11. The ground fault protection circuit according to claim 10, further comprising

a second trip function associated with a second circuit breaker; and

a second means for interfacing said first current sensor to said second trip function;

whereby when said ground fault is detected by said first current sensor, said first trip function causes said first circuit breaker to trip and said second trip function causes said second circuit breaker to trip.

12. The ground fault protection circuit according to claim 10, further comprising

a second trip function associated with a second circuit breaker, said first means for interfacing communicating with said first current sensor and said second trip function, wherein when said ground fault is detected by said first current sensor, said first means for interfacing causes said first circuit breaker to trip.

13. The ground fault protection circuit according to claim 10, further comprising

a second current sensor; and

a second means for interfacing said second current sensor to said first trip function;

whereby said ground fault detected by said first current sensor causes the first circuit breaker to trip.

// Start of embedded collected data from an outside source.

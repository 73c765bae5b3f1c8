//! # pay-wasm
//!
//! WebAssembly bindings for the AfriArt storefront.
//!
//! This crate exposes the same helpers the CLI uses, so the browser
//! checkout form and the terminal agree on:
//! - phone number normalization before an STK push
//! - amount validation
//! - currency, date and image formatting
//! - order status labels and the staff order summary
//!
//! ## Usage (JavaScript)
//!
//! ```javascript
//! import init, { normalize_phone_number, format_currency } from 'afriart-pay-wasm';
//!
//! await init();
//!
//! normalize_phone_number('0712345678'); // "254712345678"
//! format_currency(1500.5);              // "KES 1,500.5"
//! ```
//!
//! ## Building
//!
//! ```bash
//! wasm-pack build --target web
//! ```

use pay_core::{OrderSummary, OrdersReport};
use rust_decimal::Decimal;
use wasm_bindgen::prelude::*;

/// Normalize a payer phone number to `2547...` form
#[wasm_bindgen]
pub fn normalize_phone_number(input: &str) -> String {
    pay_core::normalize_phone_number(input)
}

/// `KES 1,500.5`
#[wasm_bindgen]
pub fn format_currency(amount: f64) -> String {
    match to_decimal(amount) {
        Ok(amount) => pay_core::format_currency(amount),
        Err(_) => "KES -".to_string(),
    }
}

#[wasm_bindgen]
pub fn format_date(input: &str) -> String {
    pay_core::format_date(input)
}

/// Resolve an image reference; `undefined`/`null` gives the placeholder
#[wasm_bindgen]
pub fn image_url(url: Option<String>) -> String {
    pay_core::image_url(url.as_deref())
}

#[wasm_bindgen]
pub fn status_label(status: &str) -> String {
    pay_core::status_label(status)
}

/// Throws with a user-facing message if the amount cannot be charged
#[wasm_bindgen]
pub fn validate_amount(amount: f64) -> Result<(), JsValue> {
    check_amount(amount).map_err(|message| JsValue::from_str(&message))
}

/// Summarize a JSON array of orders (staff dashboard tiles)
#[wasm_bindgen]
pub fn orders_report(orders_json: &str) -> Result<String, JsValue> {
    summarize(orders_json).map_err(|message| JsValue::from_str(&message))
}

/// Log to browser console
#[wasm_bindgen]
pub fn log(message: &str) {
    web_sys::console::log_1(&JsValue::from_str(message));
}

/// Get library version
#[wasm_bindgen]
pub fn version() -> String {
    env!("CARGO_PKG_VERSION").to_string()
}

fn to_decimal(amount: f64) -> Result<Decimal, String> {
    Decimal::try_from(amount).map_err(|_| format!("Invalid amount: {}", amount))
}

fn check_amount(amount: f64) -> Result<(), String> {
    let amount = to_decimal(amount)?;
    pay_core::validate_amount(amount).map_err(|e| e.to_string())
}

fn summarize(orders_json: &str) -> Result<String, String> {
    let orders: Vec<OrderSummary> =
        serde_json::from_str(orders_json).map_err(|e| format!("Invalid orders: {}", e))?;
    let report = OrdersReport::from_orders(&orders);
    serde_json::to_string(&report).map_err(|e| e.to_string())
}
//! # M-Pesa Push Payments
//!
//! [`PaymentGateway`] over the AfriArt backend's M-Pesa routes: one `POST`
//! that triggers the STK push prompt on the payer's phone, and a `GET` per
//! poll tick for the transaction status.

use crate::client::{ApiClient, ErrorBody};
use crate::config::ApiConfig;
use async_trait::async_trait;
use pay_core::{
    Credential, InitiatedPayment, PaymentError, PaymentGateway, PaymentHandle, PaymentRequest,
    PaymentResult, PaymentStatus, SubjectType,
};
use rust_decimal::Decimal;
use serde::{Deserialize, Serialize};
use tracing::{debug, info, instrument};

/// M-Pesa STK push gateway
#[derive(Debug, Clone)]
pub struct MpesaGateway {
    client: ApiClient,
}

impl MpesaGateway {
    pub fn new(client: ApiClient) -> Self {
        Self { client }
    }

    /// Create from environment variables
    pub fn from_env() -> PaymentResult<Self> {
        Ok(Self::new(ApiClient::from_env()?))
    }

    pub fn with_config(config: ApiConfig) -> PaymentResult<Self> {
        Ok(Self::new(ApiClient::new(config)?))
    }
}

#[async_trait]
impl PaymentGateway for MpesaGateway {
    #[instrument(skip(self, request, credential), fields(reference = %request.account_reference()))]
    async fn initiate(
        &self,
        request: &PaymentRequest,
        credential: &Credential,
    ) -> PaymentResult<InitiatedPayment> {
        let body = StkPushRequest::from(request);
        let url = self.client.config().initiate_url();

        debug!(amount = %request.amount(), "Sending STK push request");

        let response: StkPushResponse = self
            .client
            .post_json(&url, &body, Some(credential), "payment initiation")
            .await?;

        let handle = response.into_handle()?;
        info!(handle = %handle, "STK push accepted");

        Ok(InitiatedPayment::pending(handle))
    }

    #[instrument(skip(self))]
    async fn status(&self, handle: &PaymentHandle) -> PaymentResult<PaymentStatus> {
        let url = self.client.config().status_url(handle);
        let response: StatusResponse = self
            .client
            .get_json(&url, None, &format!("transaction {}", handle))
            .await?;

        response.into_status(handle)
    }

    fn provider_name(&self) -> &'static str {
        "mpesa"
    }
}

// =============================================================================
// M-Pesa API Types
// =============================================================================

#[derive(Debug, Serialize)]
#[serde(rename_all = "camelCase")]
struct StkPushRequest<'a> {
    phone_number: &'a str,
    #[serde(with = "rust_decimal::serde::float")]
    amount: Decimal,
    order_type: SubjectType,
    /// Required by the STK push route; same value as `reference_id`
    order_id: &'a str,
    reference_id: &'a str,
    user_id: &'a str,
    account_reference: String,
}

impl<'a> From<&'a PaymentRequest> for StkPushRequest<'a> {
    fn from(request: &'a PaymentRequest) -> Self {
        Self {
            phone_number: request.payer_contact(),
            amount: request.amount(),
            order_type: request.subject_type(),
            order_id: request.subject_id(),
            reference_id: request.subject_id(),
            user_id: request.initiator_user_id(),
            account_reference: request.account_reference(),
        }
    }
}

/// Either `{ success, stk: { checkout_request_id } }` (order routes) or a
/// flat `{ success, checkout_request_id }` (bare STK route)
#[derive(Debug, Deserialize)]
struct StkPushResponse {
    #[serde(default)]
    success: Option<bool>,
    #[serde(default)]
    stk: Option<StkResult>,
    #[serde(default, alias = "CheckoutRequestID")]
    checkout_request_id: Option<String>,
    #[serde(default)]
    error: Option<String>,
    #[serde(default)]
    message: Option<String>,
}

#[derive(Debug, Deserialize)]
struct StkResult {
    #[serde(default, alias = "CheckoutRequestID")]
    checkout_request_id: Option<String>,
    #[serde(default)]
    error: Option<String>,
}

impl StkPushResponse {
    fn into_handle(self) -> PaymentResult<PaymentHandle> {
        let nested_error = self.stk.as_ref().and_then(|stk| stk.error.clone());
        let handle = self
            .stk
            .and_then(|stk| stk.checkout_request_id)
            .or(self.checkout_request_id)
            .filter(|id| !id.trim().is_empty());

        match (self.success, handle) {
            (Some(false), _) | (_, None) => Err(PaymentError::ServerRejected {
                status: 200,
                message: self
                    .error
                    .or(nested_error)
                    .or(self.message)
                    .unwrap_or_else(|| "Payment initiation failed".to_string()),
            }),
            (_, Some(id)) => Ok(PaymentHandle::new(id)),
        }
    }
}

#[derive(Debug, Deserialize)]
struct StatusResponse {
    #[serde(default)]
    status: Option<String>,
    #[serde(default)]
    result_desc: Option<String>,
    #[serde(flatten)]
    error: ErrorBody,
}

impl StatusResponse {
    fn into_status(self, handle: &PaymentHandle) -> PaymentResult<PaymentStatus> {
        match self.status {
            Some(status) => {
                let status: PaymentStatus =
                    status.parse().map_err(|_| PaymentError::ServerRejected {
                        status: 200,
                        message: format!("Unknown payment status: {}", status),
                    })?;
                debug!(%status, result_desc = ?self.result_desc, "Transaction status");
                Ok(status)
            }
            None => {
                let message = self
                    .error
                    .text()
                    .unwrap_or_else(|| "Status response has no status".to_string());
                if message.to_ascii_lowercase().contains("not found") {
                    Err(PaymentError::NotFound {
                        resource: format!("transaction {}", handle),
                    })
                } else {
                    Err(PaymentError::ServerRejected {
                        status: 200,
                        message,
                    })
                }
            }
        }
    }
}

#[cfg(test)]
mod tests {
    use super::*;
    use rust_decimal_macros::dec;
    use serde_json::json;
    use wiremock::matchers::{body_json, header, method, path};
    use wiremock::{Mock, MockServer, ResponseTemplate};

    fn gateway_for(server: &MockServer) -> MpesaGateway {
        MpesaGateway::with_config(ApiConfig::new(server.uri())).unwrap()
    }

    fn request() -> PaymentRequest {
        PaymentRequest::new("0712345678", dec!(1500), SubjectType::Artwork, "42", "7").unwrap()
    }

    #[tokio::test]
    async fn test_initiate_sends_normalized_request() {
        let server = MockServer::start().await;
        Mock::given(method("POST"))
            .and(path("/mpesa/stkpush"))
            .and(header("Authorization", "Bearer tok"))
            .and(body_json(json!({
                "phoneNumber": "254712345678",
                "amount": 1500.0,
                "orderType": "artwork",
                "orderId": "42",
                "referenceId": "42",
                "userId": "7",
                "accountReference": "artwork-42"
            })))
            .respond_with(ResponseTemplate::new(200).set_body_json(json!({
                "success": true,
                "stk": {"checkout_request_id": "ws_20250105143000_42"}
            })))
            .expect(1)
            .mount(&server)
            .await;

        let initiated = gateway_for(&server)
            .initiate(&request(), &Credential::new("tok").unwrap())
            .await
            .unwrap();

        assert_eq!(initiated.handle.as_str(), "ws_20250105143000_42");
        assert_eq!(initiated.status, PaymentStatus::Pending);
    }

    #[tokio::test]
    async fn test_initiate_flat_response() {
        let server = MockServer::start().await;
        Mock::given(method("POST"))
            .and(path("/mpesa/stkpush"))
            .respond_with(ResponseTemplate::new(200).set_body_json(json!({
                "success": true,
                "checkout_request_id": "ws_flat"
            })))
            .mount(&server)
            .await;

        let initiated = gateway_for(&server)
            .initiate(&request(), &Credential::new("tok").unwrap())
            .await
            .unwrap();

        assert_eq!(initiated.handle, PaymentHandle::new("ws_flat"));
    }

    #[tokio::test]
    async fn test_initiate_success_false() {
        let server = MockServer::start().await;
        Mock::given(method("POST"))
            .respond_with(ResponseTemplate::new(200).set_body_json(json!({
                "success": false,
                "error": "Artwork already sold"
            })))
            .mount(&server)
            .await;

        let err = gateway_for(&server)
            .initiate(&request(), &Credential::new("tok").unwrap())
            .await
            .unwrap_err();

        assert!(
            matches!(err, PaymentError::ServerRejected { ref message, .. } if message == "Artwork already sold")
        );
    }

    #[tokio::test]
    async fn test_initiate_unauthorized() {
        let server = MockServer::start().await;
        Mock::given(method("POST"))
            .respond_with(
                ResponseTemplate::new(401).set_body_json(json!({"error": "Invalid token"})),
            )
            .mount(&server)
            .await;

        let err = gateway_for(&server)
            .initiate(&request(), &Credential::new("stale").unwrap())
            .await
            .unwrap_err();

        assert!(matches!(err, PaymentError::Unauthenticated(_)));
    }

    #[tokio::test]
    async fn test_status() {
        let server = MockServer::start().await;
        Mock::given(method("GET"))
            .and(path("/mpesa/status/ws_1"))
            .respond_with(ResponseTemplate::new(200).set_body_json(json!({
                "success": true,
                "checkout_request_id": "ws_1",
                "status": "completed",
                "result_code": 0,
                "result_desc": "The service request is processed successfully."
            })))
            .mount(&server)
            .await;

        let status = gateway_for(&server)
            .status(&PaymentHandle::new("ws_1"))
            .await
            .unwrap();

        assert_eq!(status, PaymentStatus::Completed);
    }

    #[tokio::test]
    async fn test_status_not_found_body() {
        let server = MockServer::start().await;
        Mock::given(method("GET"))
            .respond_with(
                ResponseTemplate::new(200).set_body_json(json!({"error": "Transaction not found"})),
            )
            .mount(&server)
            .await;

        let err = gateway_for(&server)
            .status(&PaymentHandle::new("ws_missing"))
            .await
            .unwrap_err();

        assert!(matches!(err, PaymentError::NotFound { .. }));
        assert!(err.is_transient());
    }

    #[tokio::test]
    async fn test_status_unknown_value() {
        let server = MockServer::start().await;
        Mock::given(method("GET"))
            .respond_with(ResponseTemplate::new(200).set_body_json(json!({"status": "refunded"})))
            .mount(&server)
            .await;

        let err = gateway_for(&server)
            .status(&PaymentHandle::new("ws_2"))
            .await
            .unwrap_err();

        assert!(matches!(
            err,
            PaymentError::ServerRejected { status: 200, ref message } if message.contains("refunded")
        ));
        assert!(!err.is_transient());
    }
}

14. A method for ground fault protection for an electrical power distribution system, said method comprising the steps of:

(a) sensing current associated with each of a plurality of circuit breakers, said step of sensing current including detecting a plurality of sensed currents with each being directly related to the vector sum of currents flowing through a plurality of phase conductors and a neutral conductor for each of said plurality of circuit breakers;

(b) monitoring said plurality of sensed currents for the presence of a ground fault;

(c) determining a selected set of said plurality of circuit breakers, which when tripped, will isolate said ground fault; and

(d) tripping said selected set of said plurality of circuit breakers when said step of monitoring determines the presence of said ground fault;

whereby a minimum number of said plurality of circuit breakers are tripped in order to isolate said ground fault.

15. The method according to claim 14, further comprising the initial step of employing means for interfacing a plurality of current sensors to a trip function.

16. The method according to claim 14, further comprising the initial step of using an interface unit with a low output impedance for matching a plurality of current sensors to a trip function.

17. The method according to claim 14, further comprising the steps of

sensing a ground current associated with each of a plurality of grounding points, said step of sensing said ground current including detecting a plurality of ground currents flowing through said plurality of grounding points; and

monitoring said plurality of ground currents for the presence of said ground fault.